(Records excerpted from a collection)
======

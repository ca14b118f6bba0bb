// PawMatch Engine — Preference Engine
//
// Extracts a structured preference delta from each utterance, sanitizes it,
// and merges it into the session's record.  The merge is right-biased and
// field-independent: a delta value wins when present (explicit `false`
// included), otherwise the current value is kept.  The model is only ever
// asked for fields the user explicitly stated — owner experience in
// particular is collected through a direct question, never inferred.

use crate::atoms::constants::RESERVED_PLACEHOLDERS;
use crate::atoms::error::{EngineError, EngineResult};
use crate::engine::generation::{extract_json_block, TextGenerator};
use crate::engine::store::MatchStore;
use crate::engine::types::{
    BreedCheck, BudgetTier, EnergyLevel, ExperienceLevel, GenerationPrompt, HousingType,
    PreferenceRecord, SessionData,
};
use log::{info, warn};
use serde_json::Value;

// ── Delta ──────────────────────────────────────────────────────────────

/// The subset of fields the user explicitly stated this turn.  `None` means
/// "not mentioned", never "cleared" — records only grow or change, they are
/// not blanked by omission.
#[derive(Debug, Clone, Default, PartialEq)]
pub struct PreferenceDelta {
    pub housing: Option<HousingType>,
    pub activity: Option<EnergyLevel>,
    pub has_children: Option<bool>,
    pub child_age: Option<u8>,
    pub has_other_pets: Option<bool>,
    pub other_pet_types: Option<Vec<String>>,
    pub experience: Option<ExperienceLevel>,
    pub budget: Option<BudgetTier>,
    pub preferred_breeds: Option<Vec<String>>,
    pub breed_strict: Option<bool>,
    pub location: Option<String>,
    pub notes: Option<String>,
}

/// True for values the model emits instead of omitting a field.
fn is_placeholder(s: &str) -> bool {
    let t = s.trim().to_lowercase();
    RESERVED_PLACEHOLDERS.iter().any(|p| *p == t)
}

/// A string field, dropped when it is a reserved placeholder.
fn clean_str(v: &Value) -> Option<String> {
    let s = v.as_str()?;
    if is_placeholder(s) {
        None
    } else {
        Some(s.trim().to_string())
    }
}

/// A string-list field: accepts an array or a single string, drops
/// placeholder items, and collapses to None when nothing survives.
fn clean_str_list(v: &Value) -> Option<Vec<String>> {
    let items: Vec<String> = match v {
        Value::Array(arr) => arr
            .iter()
            .filter_map(clean_str)
            .collect(),
        Value::String(_) => clean_str(v).into_iter().collect(),
        _ => return None,
    };
    if items.is_empty() {
        None
    } else {
        Some(items)
    }
}

/// Booleans: accept native bools and the string forms models fall back to.
fn clean_bool(v: &Value) -> Option<bool> {
    match v {
        Value::Bool(b) => Some(*b),
        Value::String(s) => match s.trim().to_lowercase().as_str() {
            "true" | "yes" => Some(true),
            "false" | "no" => Some(false),
            _ => None,
        },
        _ => None,
    }
}

impl PreferenceDelta {
    /// Tolerant field-by-field parse of the model's structured output.
    /// A field that fails to parse is simply absent from the delta —
    /// one malformed value never discards the rest of the turn.
    pub fn from_value(v: &Value) -> Self {
        PreferenceDelta {
            housing: clean_str(&v["housing"]).and_then(|s| HousingType::parse(&s)),
            activity: clean_str(&v["activity"]).and_then(|s| EnergyLevel::parse(&s)),
            has_children: clean_bool(&v["has_children"]),
            child_age: v["child_age"].as_u64().and_then(|n| u8::try_from(n).ok()),
            has_other_pets: clean_bool(&v["has_other_pets"]),
            other_pet_types: clean_str_list(&v["other_pet_types"]),
            experience: clean_str(&v["experience"]).and_then(|s| ExperienceLevel::parse(&s)),
            budget: clean_str(&v["budget"]).and_then(|s| BudgetTier::parse(&s)),
            preferred_breeds: clean_str_list(&v["preferred_breeds"]),
            breed_strict: clean_bool(&v["breed_strict"]),
            location: clean_str(&v["location"]),
            notes: clean_str(&v["notes"]),
        }
    }

    pub fn is_empty(&self) -> bool {
        *self == PreferenceDelta::default()
    }
}

// ── Merge ──────────────────────────────────────────────────────────────

/// Right-biased, field-independent merge: for each field the delta's value
/// wins if present, otherwise the current value is kept.  Never a full
/// replace.
pub fn merge(current: &PreferenceRecord, delta: &PreferenceDelta) -> PreferenceRecord {
    PreferenceRecord {
        housing: delta.housing.or(current.housing),
        activity: delta.activity.or(current.activity),
        has_children: delta.has_children.or(current.has_children),
        child_age: delta.child_age.or(current.child_age),
        has_other_pets: delta.has_other_pets.or(current.has_other_pets),
        other_pet_types: delta
            .other_pet_types
            .clone()
            .or_else(|| current.other_pet_types.clone()),
        experience: delta.experience.or(current.experience),
        budget: delta.budget.or(current.budget),
        preferred_breeds: delta
            .preferred_breeds
            .clone()
            .or_else(|| current.preferred_breeds.clone()),
        breed_strict: delta.breed_strict.or(current.breed_strict),
        location: delta.location.clone().or_else(|| current.location.clone()),
        notes: delta.notes.clone().or_else(|| current.notes.clone()),
    }
}

// ── Extraction ─────────────────────────────────────────────────────────

fn extraction_prompt(current: &PreferenceRecord, pending: Option<&BreedCheck>) -> String {
    let mut prompt = String::from(
        "You extract pet-adoption preferences from one user message. \
Return exactly one JSON object containing ONLY the fields the user explicitly \
stated in this message. Omit everything else — never guess, never fill in \
placeholders like \"unknown\" or \"n/a\".\n\
Fields:\n\
  housing: \"apartment\" | \"house\" | \"house_with_yard\"\n\
  activity: \"low\" | \"medium\" | \"high\"  (the user's own activity level)\n\
  has_children: boolean\n\
  child_age: integer (youngest child, years)\n\
  has_other_pets: boolean\n\
  other_pet_types: [string]\n\
  experience: \"first_time\" | \"some\" | \"experienced\" — ONLY when the user \
directly states their ownership experience; never infer it from anything else\n\
  budget: \"low\" | \"medium\" | \"high\"\n\
  preferred_breeds: [string]\n\
  breed_strict: boolean — true means show ONLY those breeds\n\
  location: string\n\
  notes: string (anything else relevant)\n",
    );

    prompt.push_str(&format!(
        "\nKnown so far: {}\n",
        serde_json::to_string(current).unwrap_or_else(|_| "{}".into())
    ));

    if let Some(check) = pending {
        prompt.push_str(&format!(
            "\nThe user was just told {} {} of breed(s) {} are available and asked \
whether to show only that breed or include similar ones. If this message \
answers that, set breed_strict (true = only that breed, false = include \
others).\n",
            check.available,
            if check.available == 1 { "match" } else { "matches" },
            check.breeds.join(", "),
        ));
    }

    prompt
}

/// Result of one extract-and-merge cycle.
#[derive(Debug, Clone)]
pub struct MergeOutcome {
    pub record: PreferenceRecord,
    pub missing: Vec<&'static str>,
    /// Breeds newly introduced this turn while strictness is still unasked —
    /// the trigger for the breed-negotiation question.
    pub introduced_breeds: Option<Vec<String>>,
}

/// Run one extraction/merge cycle against the generation capability.
///
/// Errors (generation failure, unparsable output) propagate; the
/// orchestrator converts them into a conversational follow-up with the
/// session left untouched.  Preference-store persistence is best-effort.
pub async fn extract_and_merge(
    generator: &dyn TextGenerator,
    store: &MatchStore,
    session: &SessionData,
    utterance: &str,
    history_limit: usize,
) -> EngineResult<MergeOutcome> {
    let system = extraction_prompt(&session.preferences, session.pending_breed_check.as_ref());
    let prompt =
        GenerationPrompt::new(system, utterance).with_history(&session.history, history_limit);

    let raw = generator.complete(&prompt).await?;
    let value = extract_json_block(&raw).ok_or_else(|| {
        EngineError::MalformedOutput("no JSON object in extraction response".into())
    })?;

    let delta = PreferenceDelta::from_value(&value);
    info!(
        "[prefs] Extracted delta for session {}: {:?}",
        session.id, delta
    );

    let record = merge(&session.preferences, &delta);

    // Persist best-effort — a failed save never blocks the conversation.
    if let Some(user_id) = &session.user_id {
        if let Err(e) = store.put_preferences(user_id, &record) {
            warn!("[prefs] Failed to persist preferences for {}: {}", user_id, e);
        }
    }

    let introduced_breeds = match (&delta.preferred_breeds, record.breed_strict) {
        (Some(breeds), None) if !breeds.is_empty() => Some(breeds.clone()),
        _ => None,
    };

    let missing = record.missing_fields();
    Ok(MergeOutcome {
        record,
        missing,
        introduced_breeds,
    })
}

// ── Follow-up questions ────────────────────────────────────────────────

/// The next question to ask, given what is still missing.  The breed
/// strictness question takes precedence so the availability count is
/// surfaced in the turn that produced it.
pub fn follow_up_question(missing: &[&str], breed_check: Option<&BreedCheck>) -> String {
    if let Some(check) = breed_check {
        let breeds = check.breeds.join(", ");
        return match check.available {
            0 => format!(
                "I don't currently have any {} available, I'm afraid. Should I \
                 look only for that breed in case one comes in, or include \
                 similar breeds too?",
                breeds
            ),
            1 => format!(
                "Good news — I have 1 {} available right now. Would you like to \
                 see only that breed, or should I include similar ones as well?",
                breeds
            ),
            n => format!(
                "Good news — I have {} {}s available right now. Would you like \
                 to see only that breed, or should I include similar ones as well?",
                n, breeds
            ),
        };
    }

    match missing.first() {
        Some(&"housing") => {
            "What kind of home do you live in — an apartment, a house, or a house \
             with a yard?"
                .into()
        }
        Some(&"activity") => {
            "How active is your household? Would you say low, medium, or high \
             activity?"
                .into()
        }
        Some(&"has_children") => "Do you have children at home?".into(),
        Some(&"has_other_pets") => "Do you have any other pets?".into(),
        // Always an explicit direct question — never inferred.
        Some(&"experience") => {
            "Have you owned a pet before? Would you describe yourself as a \
             first-time owner, somewhat experienced, or very experienced?"
                .into()
        }
        _ => "Could you tell me a bit more about what you're looking for?".into(),
    }
}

======

Your goal:
Return only the exact lines from the opening of the records through the line that contains "use serde_json::Value;", both included.

Answer space:
repository ca14b118f6bba0bb
// PawMatch Engine — Preference Engine
//
// Extracts a structured preference delta from each utterance, sanitizes it,
// and merges it into the session's record.  The merge is right-biased and
// field-independent: a delta value wins when present (explicit `false`
// included), otherwise the current value is kept.  The model is only ever
// asked for fields the user explicitly stated — owner experience in
// particular is collected through a direct question, never inferred.

use crate::atoms::constants::RESERVED_PLACEHOLDERS;
use crate::atoms::error::{EngineError, EngineResult};
use crate::engine::generation::{extract_json_block, TextGenerator};
use crate::engine::store::MatchStore;
use crate::engine::types::{
    BreedCheck, BudgetTier, EnergyLevel, ExperienceLevel, GenerationPrompt, HousingType,
    PreferenceRecord, SessionData,
};
use log::{info, warn};
use serde_json::Value;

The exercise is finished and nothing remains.